═════ Source material ═════
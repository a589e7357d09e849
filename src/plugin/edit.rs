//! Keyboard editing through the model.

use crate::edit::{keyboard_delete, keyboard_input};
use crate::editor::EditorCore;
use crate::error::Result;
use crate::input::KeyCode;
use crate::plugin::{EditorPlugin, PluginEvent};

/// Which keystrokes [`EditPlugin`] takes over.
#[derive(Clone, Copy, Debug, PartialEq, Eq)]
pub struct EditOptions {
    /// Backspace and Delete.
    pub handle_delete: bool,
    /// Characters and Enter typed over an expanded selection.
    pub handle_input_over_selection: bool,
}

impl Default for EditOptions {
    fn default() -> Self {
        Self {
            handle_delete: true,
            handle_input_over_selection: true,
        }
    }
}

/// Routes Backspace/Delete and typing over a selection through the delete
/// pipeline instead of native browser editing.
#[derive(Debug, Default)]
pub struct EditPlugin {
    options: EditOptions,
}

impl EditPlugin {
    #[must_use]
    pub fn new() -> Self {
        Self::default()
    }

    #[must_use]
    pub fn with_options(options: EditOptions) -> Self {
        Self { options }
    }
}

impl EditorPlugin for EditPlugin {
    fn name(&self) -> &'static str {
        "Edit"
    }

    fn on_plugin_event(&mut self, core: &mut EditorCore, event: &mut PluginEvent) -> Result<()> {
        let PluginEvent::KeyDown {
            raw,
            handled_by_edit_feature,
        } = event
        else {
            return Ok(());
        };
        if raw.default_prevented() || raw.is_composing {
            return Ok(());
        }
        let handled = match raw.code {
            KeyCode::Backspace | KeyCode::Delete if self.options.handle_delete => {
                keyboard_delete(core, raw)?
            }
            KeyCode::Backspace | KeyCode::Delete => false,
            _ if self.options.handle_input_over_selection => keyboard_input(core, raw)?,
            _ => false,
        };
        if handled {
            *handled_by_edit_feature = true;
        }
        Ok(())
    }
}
═════
═════ Source material ═════
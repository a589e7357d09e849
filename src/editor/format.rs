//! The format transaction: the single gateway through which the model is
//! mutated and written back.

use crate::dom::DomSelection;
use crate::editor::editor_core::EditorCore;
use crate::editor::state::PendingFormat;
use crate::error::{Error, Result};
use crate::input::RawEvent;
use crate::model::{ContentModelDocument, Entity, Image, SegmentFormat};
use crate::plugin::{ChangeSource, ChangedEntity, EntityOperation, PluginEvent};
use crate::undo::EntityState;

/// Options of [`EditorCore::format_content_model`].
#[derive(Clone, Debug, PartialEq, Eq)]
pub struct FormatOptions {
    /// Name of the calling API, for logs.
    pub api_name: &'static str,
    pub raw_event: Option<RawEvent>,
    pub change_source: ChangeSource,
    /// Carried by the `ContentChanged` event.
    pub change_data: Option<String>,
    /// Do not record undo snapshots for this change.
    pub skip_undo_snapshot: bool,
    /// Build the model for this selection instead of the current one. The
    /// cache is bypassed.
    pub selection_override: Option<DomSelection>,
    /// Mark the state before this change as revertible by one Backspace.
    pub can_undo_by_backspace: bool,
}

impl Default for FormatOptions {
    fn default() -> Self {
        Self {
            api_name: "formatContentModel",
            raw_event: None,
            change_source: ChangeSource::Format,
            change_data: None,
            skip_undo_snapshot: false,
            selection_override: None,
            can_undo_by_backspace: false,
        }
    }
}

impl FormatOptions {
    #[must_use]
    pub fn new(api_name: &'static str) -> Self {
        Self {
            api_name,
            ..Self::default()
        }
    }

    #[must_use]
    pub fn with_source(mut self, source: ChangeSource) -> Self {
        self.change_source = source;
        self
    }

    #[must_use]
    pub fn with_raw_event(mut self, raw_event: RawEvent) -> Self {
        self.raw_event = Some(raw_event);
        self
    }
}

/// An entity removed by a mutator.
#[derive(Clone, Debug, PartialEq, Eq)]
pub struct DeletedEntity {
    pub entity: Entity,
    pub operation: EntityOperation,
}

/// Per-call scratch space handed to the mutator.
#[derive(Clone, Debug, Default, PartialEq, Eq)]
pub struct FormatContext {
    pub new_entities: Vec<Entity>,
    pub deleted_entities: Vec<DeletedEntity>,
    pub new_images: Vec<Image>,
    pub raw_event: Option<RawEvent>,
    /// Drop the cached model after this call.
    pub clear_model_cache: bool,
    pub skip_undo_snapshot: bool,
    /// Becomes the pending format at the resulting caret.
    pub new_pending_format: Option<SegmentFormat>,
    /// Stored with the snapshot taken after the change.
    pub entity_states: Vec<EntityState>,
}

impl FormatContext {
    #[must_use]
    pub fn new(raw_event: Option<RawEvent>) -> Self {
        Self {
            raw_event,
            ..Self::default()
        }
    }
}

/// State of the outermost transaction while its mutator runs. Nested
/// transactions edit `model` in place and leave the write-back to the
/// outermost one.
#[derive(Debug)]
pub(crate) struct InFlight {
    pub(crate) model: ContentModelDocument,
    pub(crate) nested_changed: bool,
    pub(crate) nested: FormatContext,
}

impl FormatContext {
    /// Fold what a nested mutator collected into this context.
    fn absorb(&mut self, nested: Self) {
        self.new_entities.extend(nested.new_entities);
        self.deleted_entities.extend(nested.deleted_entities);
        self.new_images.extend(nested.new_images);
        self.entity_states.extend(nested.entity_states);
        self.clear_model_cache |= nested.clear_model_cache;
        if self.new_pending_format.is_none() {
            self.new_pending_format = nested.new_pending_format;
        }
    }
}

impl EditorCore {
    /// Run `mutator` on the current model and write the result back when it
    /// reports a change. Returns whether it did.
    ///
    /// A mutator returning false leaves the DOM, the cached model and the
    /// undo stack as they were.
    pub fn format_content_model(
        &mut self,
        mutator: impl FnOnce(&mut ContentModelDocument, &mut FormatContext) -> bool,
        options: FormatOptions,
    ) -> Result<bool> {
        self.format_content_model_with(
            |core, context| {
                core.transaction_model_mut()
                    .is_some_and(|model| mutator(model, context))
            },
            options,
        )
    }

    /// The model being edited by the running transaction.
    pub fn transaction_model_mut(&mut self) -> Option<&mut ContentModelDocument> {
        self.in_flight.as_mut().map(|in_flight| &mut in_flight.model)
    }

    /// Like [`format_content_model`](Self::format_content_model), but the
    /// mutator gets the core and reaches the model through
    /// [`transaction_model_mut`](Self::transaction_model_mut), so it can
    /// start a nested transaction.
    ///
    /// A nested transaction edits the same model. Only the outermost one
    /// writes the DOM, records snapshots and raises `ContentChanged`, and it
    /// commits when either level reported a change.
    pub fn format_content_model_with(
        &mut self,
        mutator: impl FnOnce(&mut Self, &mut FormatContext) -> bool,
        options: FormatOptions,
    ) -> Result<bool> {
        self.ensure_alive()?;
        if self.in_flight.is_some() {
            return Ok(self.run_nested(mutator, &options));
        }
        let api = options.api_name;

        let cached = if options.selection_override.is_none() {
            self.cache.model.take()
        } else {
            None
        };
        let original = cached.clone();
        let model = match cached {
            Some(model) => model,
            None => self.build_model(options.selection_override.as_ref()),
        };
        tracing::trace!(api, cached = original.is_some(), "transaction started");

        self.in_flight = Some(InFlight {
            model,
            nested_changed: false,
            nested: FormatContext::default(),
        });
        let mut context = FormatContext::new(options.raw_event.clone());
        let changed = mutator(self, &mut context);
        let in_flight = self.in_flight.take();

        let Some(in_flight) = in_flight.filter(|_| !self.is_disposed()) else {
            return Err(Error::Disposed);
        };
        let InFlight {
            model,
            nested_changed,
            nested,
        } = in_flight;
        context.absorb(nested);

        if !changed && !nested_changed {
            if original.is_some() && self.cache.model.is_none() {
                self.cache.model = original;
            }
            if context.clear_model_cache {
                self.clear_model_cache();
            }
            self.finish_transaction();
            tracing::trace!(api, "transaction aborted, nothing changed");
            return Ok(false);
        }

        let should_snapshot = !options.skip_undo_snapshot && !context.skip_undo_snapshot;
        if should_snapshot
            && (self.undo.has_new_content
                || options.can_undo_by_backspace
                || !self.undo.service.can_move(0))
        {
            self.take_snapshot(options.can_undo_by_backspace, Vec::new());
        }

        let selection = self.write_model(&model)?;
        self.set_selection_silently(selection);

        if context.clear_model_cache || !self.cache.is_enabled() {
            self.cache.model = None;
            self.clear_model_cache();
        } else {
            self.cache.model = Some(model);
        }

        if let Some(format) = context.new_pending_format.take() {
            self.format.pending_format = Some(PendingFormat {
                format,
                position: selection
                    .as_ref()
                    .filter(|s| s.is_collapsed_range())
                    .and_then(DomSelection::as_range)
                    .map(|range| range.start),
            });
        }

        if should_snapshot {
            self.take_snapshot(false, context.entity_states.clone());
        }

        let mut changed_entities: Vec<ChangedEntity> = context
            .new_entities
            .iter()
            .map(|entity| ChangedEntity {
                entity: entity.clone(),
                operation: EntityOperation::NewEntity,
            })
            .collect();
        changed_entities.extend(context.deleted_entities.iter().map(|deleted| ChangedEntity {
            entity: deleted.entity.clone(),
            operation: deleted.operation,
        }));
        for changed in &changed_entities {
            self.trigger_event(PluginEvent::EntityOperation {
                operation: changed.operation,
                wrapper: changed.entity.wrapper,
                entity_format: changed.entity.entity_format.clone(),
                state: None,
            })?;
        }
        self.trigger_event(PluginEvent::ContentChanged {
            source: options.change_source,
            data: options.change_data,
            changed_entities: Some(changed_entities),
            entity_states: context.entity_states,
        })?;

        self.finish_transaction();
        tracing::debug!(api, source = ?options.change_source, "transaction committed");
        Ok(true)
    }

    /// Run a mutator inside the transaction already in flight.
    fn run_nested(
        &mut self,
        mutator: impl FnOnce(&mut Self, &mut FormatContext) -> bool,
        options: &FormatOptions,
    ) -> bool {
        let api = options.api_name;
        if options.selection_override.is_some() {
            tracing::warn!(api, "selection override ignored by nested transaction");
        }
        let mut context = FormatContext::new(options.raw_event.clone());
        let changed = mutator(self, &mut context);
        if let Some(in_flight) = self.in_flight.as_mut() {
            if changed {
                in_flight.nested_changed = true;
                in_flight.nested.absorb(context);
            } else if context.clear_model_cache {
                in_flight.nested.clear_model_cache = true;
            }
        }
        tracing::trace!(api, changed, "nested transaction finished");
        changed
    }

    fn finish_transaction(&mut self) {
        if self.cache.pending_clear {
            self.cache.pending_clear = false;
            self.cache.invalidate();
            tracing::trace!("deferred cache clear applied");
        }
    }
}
═════
**Goal of the exercise**.
Go to the line with "pub fn transaction_model_mut(&mut" in the entries above and repeat every line from there through the line with "the model through", exactly and with no other text.

**Written response**.
    pub fn transaction_model_mut(&mut self) -> Option<&mut ContentModelDocument> {
        self.in_flight.as_mut().map(|in_flight| &mut in_flight.model)
    }

    /// Like [`format_content_model`](Self::format_content_model), but the
    /// mutator gets the core and reaches the model through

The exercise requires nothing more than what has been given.